Over his lifetime, DeBoer was recognized in many ways: as a Fellow in the American Society of Landscape Architects; as a member of the Colorado State Planning Board, the American Institute of Planners, and the Netherlands Institute for City Planning and Housing. He received an Award of Merit from the Colorado Forestry and Horticulture Association, life membership in the Colorado Society of Engineers, and honorary membership in both the American Institute of Architects and American Society of Planning Officials. He was honored with a Distinguished Service Award from the American Institute of City Planning in 1960, an Outstanding Achievement Award from the Colorado Nurserymen's Association in 1961, a Distinguished Service Award from Americans by Choice in 1966. S R DeBoer Park, located in Denver's University neighborhood, is named in his honor. The Nevada Chapter of the American Planning Association has named its annual awards program, the DeBoer Awards for Excellence in Planning, after him.

==Attributed works==

- Alamo Placita Park, built in 1927, Roughly bounded by Speer Blvd., First Ave., and Clarkson St., Denver, CO (DeBoer, S.R.), NRHP-listed
- Cheesman Park Esplanade, Roughly bounded by Eighth Ave., High St., Seventh Ave. Pkwy., and Williams St., Denver, CO (DeBoer, S.R.), NRHP-listed
- City Park, Roughly bounded by E. Twenty-third Ave., Colorado Blvd., E. Seventeenth Ave., and York St., Denver, CO (DeBoer, S.R.), NRHP-listed
- East Seventeenth Avenue Parkway, E. Seventeenth Ave. Pkwy. from Colorado Blvd. to Monaco St. Pkwy., Denver, CO (DeBoer, S.R.), NRHP-listed
- East Seventh Avenue Parkway, E. Seventh Ave. Pkwy. from Williams St. to Colorado Blvd., Denver, CO (DeBoer, S.R.), NRHP-listed
- Forest Street Parkway, Forest St. Pkwy. from Seventeenth Ave. to Montview Blvd., Denver, CO (DeBoer, S.R.), NRHP-listed
- Hungarian Freedom Park, Roughly bounded by Speer Blvd., First Ave., and Clarkson St., Denver, CO (DeBoer, S.R.), NRHP-listed
- Lake Guernsey State Park, 1 mi. NW of Guernsey, Guernsey, WY (Deboer, S. R.), NRHP-listed
- Lariat Trail Scenic Mountain Drive, Lookout Mountain Rd. S of US 6 to Golden Reservoir, Golden, CO (DeBoer, S.R.), NRHP-listed
- Melvin School, 4950 S. Laredo St., Aurora, CO (DeBoer, Ron & Henry), NRHP-listed
- Monaco Street Parkway, Monaco St.
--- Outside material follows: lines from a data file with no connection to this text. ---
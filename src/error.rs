use thiserror::Error;

#[derive(Debug, Error)]
pub enum AppError {
    #[error("HTTP request error: {0}")]
    Http(#[from] reqwest::Error),

    #[error("Database error: {0}")]
    Database(#[from] sqlx::Error),

    #[error("Configuration error: {0}")]
    Config(String),

    #[error("Notification error: {0}")]
    Notify(String),

    #[error("IO error: {0}")]
    Io(#[from] std::io::Error),
}

pub type Result<T> = std::result::Result<T, AppError>;
use serde::Serialize;

// ---------------------------------------------------------------------------
// Ingestion batch
// ---------------------------------------------------------------------------

/// One product as observed on a listing page, before persistence.
/// `stock: None` means "could not be determined" — never zero.
#[derive(Debug, Clone)]
pub struct RawProduct {
    pub product_id: String,
    pub name: String,
    pub url: String,
    pub stock: Option<i64>,
}

// ---------------------------------------------------------------------------
// Classification results — consumed by the report formatter
// ---------------------------------------------------------------------------

/// Latest stock at or below the low-stock threshold.
#[derive(Debug, Clone, Serialize)]
pub struct ShortSupplyItem {
    pub product_id: String,
    pub name: String,
    pub url: String,
    pub stock: i64,
}

/// Significant drop between the two most recent observations.
#[derive(Debug, Clone, Serialize)]
pub struct HighDemandItem {
    pub product_id: String,
    pub name: String,
    pub url: String,
    pub stock: i64,
    pub prev_stock: i64,
    pub delta: i64,
    pub percent: Option<i64>,
}

/// Crossed from above the shortage threshold to at-or-below it
/// within the short window.
#[derive(Debug, Clone, Serialize)]
pub struct IncreasedShortageItem {
    pub product_id: String,
    pub name: String,
    pub url: String,
    pub stock_then: i64,
    pub stock_now: i64,
    /// stock_now - stock_then; expected <= 0.
    pub delta: i64,
}

/// Significant stock drop across the short window.
#[derive(Debug, Clone, Serialize)]
pub struct IncreasedDemandItem {
    pub product_id: String,
    pub name: String,
    pub url: String,
    pub stock_then: i64,
    pub stock_now: i64,
    pub delta: i64,
    pub percent: Option<i64>,
}

/// Units sold (oldest minus newest stock) across the long window.
#[derive(Debug, Clone, Serialize)]
pub struct TopSellerItem {
    pub product_id: String,
    pub name: String,
    pub url: String,
    pub sold: i64,
    /// None when the window opened at zero stock.
    pub sold_pct: Option<i64>,
}

/// Everything one analysis pass produces, in report order.
#[derive(Debug, Clone, Default, Serialize)]
pub struct TrendReport {
    pub high_demand: Vec<HighDemandItem>,
    pub short_supply: Vec<ShortSupplyItem>,
    pub increased_shortage: Vec<IncreasedShortageItem>,
    pub increased_demand: Vec<IncreasedDemandItem>,
    pub top_sellers: Vec<TopSellerItem>,
}
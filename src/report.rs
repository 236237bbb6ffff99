use std::fmt::Write;

use crate::config::REPORT_SECTION_LIMIT;
use crate::types::TrendReport;

/// Renders one analysis pass as Telegram-flavored HTML. Every numeric
/// extra is optional and empty sections render a "none detected" line —
/// the formatter never assumes a classification produced anything.
pub fn format_report(report: &TrendReport) -> String {
    let mut out = String::new();
    let ts = chrono::Utc::now().format("%Y-%m-%d %H:%M UTC");
    let _ = writeln!(out, "Stock monitor report — {ts}\n");

    if report.high_demand.is_empty() {
        out.push_str("No high-demand products detected.\n");
    } else {
        out.push_str("<b>High demand (recent stock drops)</b>:\n");
        for item in report.high_demand.iter().take(REPORT_SECTION_LIMIT) {
            let mut extra = vec![format!("Δ{}", item.delta)];
            if let Some(pct) = item.percent {
                extra.push(format!("{pct}%"));
            }
            let _ = writeln!(
                out,
                "• {} — stock: {} ({})",
                link(&item.url, &item.name),
                item.stock,
                extra.join(", "),
            );
        }
    }

    if report.short_supply.is_empty() {
        out.push_str("\nNo short-supply products detected.\n");
    } else {
        out.push_str("\n<b>Short supply (low/none)</b>:\n");
        for item in report.short_supply.iter().take(REPORT_SECTION_LIMIT) {
            let _ = writeln!(out, "• {} — stock: {}", link(&item.url, &item.name), item.stock);
        }
    }

    if report.increased_shortage.is_empty() {
        out.push_str("\nNo new shortages in the window.\n");
    } else {
        out.push_str("\n<b>Increased shortage (crossed into low stock)</b>:\n");
        for item in report.increased_shortage.iter().take(REPORT_SECTION_LIMIT) {
            let _ = writeln!(
                out,
                "• {} — {} → {} (Δ{})",
                link(&item.url, &item.name),
                item.stock_then,
                item.stock_now,
                item.delta,
            );
        }
    }

    if report.increased_demand.is_empty() {
        out.push_str("\nNo demand surges in the window.\n");
    } else {
        out.push_str("\n<b>Increased demand (windowed drops)</b>:\n");
        for item in report.increased_demand.iter().take(REPORT_SECTION_LIMIT) {
            let mut extra = vec![format!("Δ{}", item.delta)];
            if let Some(pct) = item.percent {
                extra.push(format!("{pct}%"));
            }
            let _ = writeln!(
                out,
                "• {} — {} → {} ({})",
                link(&item.url, &item.name),
                item.stock_then,
                item.stock_now,
                extra.join(", "),
            );
        }
    }

    if report.top_sellers.is_empty() {
        out.push_str("\nNo top sellers in the window.\n");
    } else {
        out.push_str("\n<b>Top sellers</b>:\n");
        for item in report.top_sellers.iter().take(REPORT_SECTION_LIMIT) {
            let pct = item
                .sold_pct
                .map(|p| format!(" ({p}%)"))
                .unwrap_or_default();
            let _ = writeln!(
                out,
                "• {} — sold {}{}",
                link(&item.url, &item.name),
                item.sold,
                pct,
            );
        }
    }

    out
}

fn link(url: &str, name: &str) -> String {
    format!("<a href=\"{}\">{}</a>", escape_attr(url), escape_html(name))
}

fn escape_html(text: &str) -> String {
    text.replace('&', "&amp;")
        .replace('<', "&lt;")
        .replace('>', "&gt;")
}

/// Attribute values additionally need quotes escaped or the href
/// terminates early.
fn escape_attr(text: &str) -> String {
    escape_html(text).replace('"', "&quot;")
}

#[cfg(test)]
mod tests {
    use super::*;
    use crate::types::{ShortSupplyItem, TopSellerItem};

    fn short(id: &str, stock: i64) -> ShortSupplyItem {
        ShortSupplyItem {
            product_id: id.to_string(),
            name: format!("Product {id}"),
            url: format!("https://e/{id}"),
            stock,
        }
    }

    #[test]
    fn empty_report_renders_all_placeholder_lines() {
        let text = format_report(&TrendReport::default());
        assert!(text.contains("No high-demand products detected."));
        assert!(text.contains("No short-supply products detected."));
        assert!(text.contains("No new shortages in the window."));
        assert!(text.contains("No demand surges in the window."));
        assert!(text.contains("No top sellers in the window."));
    }

    #[test]
    fn sections_are_capped() {
        let report = TrendReport {
            short_supply: (0..30).map(|i| short(&i.to_string(), i)).collect(),
            ..TrendReport::default()
        };
        let text = format_report(&report);
        assert_eq!(text.matches("— stock:").count(), REPORT_SECTION_LIMIT);
    }

    #[test]
    fn missing_percent_is_omitted_not_crashed() {
        let report = TrendReport {
            top_sellers: vec![TopSellerItem {
                product_id: "p".to_string(),
                name: "P".to_string(),
                url: "https://e/p".to_string(),
                sold: 5,
                sold_pct: None,
            }],
            ..TrendReport::default()
        };
        let text = format_report(&report);
        assert!(text.contains("sold 5\n"));
        assert!(!text.contains('%'));
    }

    #[test]
    fn urls_are_attribute_escaped() {
        let mut item = short("p", 1);
        item.url = "https://e/p?a=1&b=\"x\"".to_string();
        let report = TrendReport {
            short_supply: vec![item],
            ..TrendReport::default()
        };
        let text = format_report(&report);
        assert!(text.contains("href=\"https://e/p?a=1&amp;b=&quot;x&quot;\""));
    }

    #[test]
    fn names_are_html_escaped() {
        let mut item = short("p", 1);
        item.name = "Bits & <Bobs>".to_string();
        let report = TrendReport {
            short_supply: vec![item],
            ..TrendReport::default()
        };
        let text = format_report(&report);
        assert!(text.contains("Bits &amp; &lt;Bobs&gt;"));
    }
}
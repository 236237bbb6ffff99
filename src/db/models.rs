/// Database row types for the snapshot and history tables.
/// Used by sqlx for typed queries.

#[derive(Debug, Clone, sqlx::FromRow)]
pub struct ProductRow {
    pub product_id: String,
    pub name: String,
    pub url: String,
    /// NULL = stock could not be determined on the last observation.
    pub last_stock: Option<i64>,
    /// Unix seconds.
    pub last_seen: i64,
}

#[derive(Debug, Clone, sqlx::FromRow)]
pub struct ObservationRow {
    pub product_id: String,
    pub stock: Option<i64>,
    /// Unix seconds.
    pub observed_at: i64,
}
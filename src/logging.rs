//! Logging setup for the command line app.

use std::{fs::OpenOptions, path::Path, sync::Arc};

use tracing_subscriber::{
    EnvFilter, Layer, filter, layer::SubscriberExt, util::SubscriberInitExt,
};

use crate::Error;

/// The log level used when `RUST_LOG` is not set.
const DEFAULT_LOG_LEVEL: &str = "warn";

/// Install the global tracing subscriber.
///
/// Events are written to stderr, filtered by `RUST_LOG` (default `warn`) so
/// that they do not mix with command output. If `log_file` is given, events
/// at `DEBUG` and above are also appended to that file.
///
/// # Errors
/// This function will return an [Error::LogFileError] if `log_file` cannot be
/// opened for appending.
pub fn setup_logging(log_file: Option<&Path>) -> Result<(), Error> {
    let env_filter =
        EnvFilter::try_from_default_env().unwrap_or_else(|_| EnvFilter::new(DEFAULT_LOG_LEVEL));

    let stderr_log = tracing_subscriber::fmt::layer()
        .with_writer(std::io::stderr)
        .with_filter(env_filter);

    let debug_log = match log_file {
        Some(path) => {
            let file = OpenOptions::new()
                .create(true)
                .append(true)
                .open(path)
                .map_err(|error| Error::LogFileError(format!("{}: {error}", path.display())))?;

            Some(
                tracing_subscriber::fmt::layer()
                    .with_ansi(false)
                    .with_writer(Arc::new(file))
                    .with_filter(filter::LevelFilter::DEBUG),
            )
        }
        None => None,
    };

    tracing_subscriber::registry()
        .with(stderr_log)
        .with(debug_log)
        .init();

    Ok(())
}

#[cfg(test)]
mod tests {
    use std::path::Path;

    use crate::{Error, logging::setup_logging};

    #[test]
    fn unopenable_log_file_is_an_error() {
        let result = setup_logging(Some(Path::new("/this/directory/does/not/exist/debug.log")));

        assert!(matches!(result, Err(Error::LogFileError(_))));
    }
}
Pkwy. from E. First Ave. to Montview Blvd., Denver, CO (DeBoer, S.R.), NRHP-listed
- Rocky Mountain Lake Park, Roughly bounded by I-70, Federal Blvd., W. Forty-sixth Ave., and Lowell Blvd., Denver, CO (DeBoer, S.R.), NRHP-listed
- Speer Boulevard, Speer Blvd. from W. Colfax Ave. to Downing St., Denver, CO (DeBoer, S.R.), NRHP-listed
- Sunken Gardens, Roughly bounded by Speer Blvd., W. Eighth Ave., Delaware, and Elati Sts., Denver, CO (DeBoer, S.R.), NRHP-listed
- Bonnie Brae subdivision, bounded by S. University Blvd., E. Exposition Ave., S. Steele St., and E. Mississippi Ave.
- The Glens subdivision, Lakewood CO, bounded by Glen Moor Drive, Glen Ayr Drive, W. Colfax Ave., and W. 20th Ave.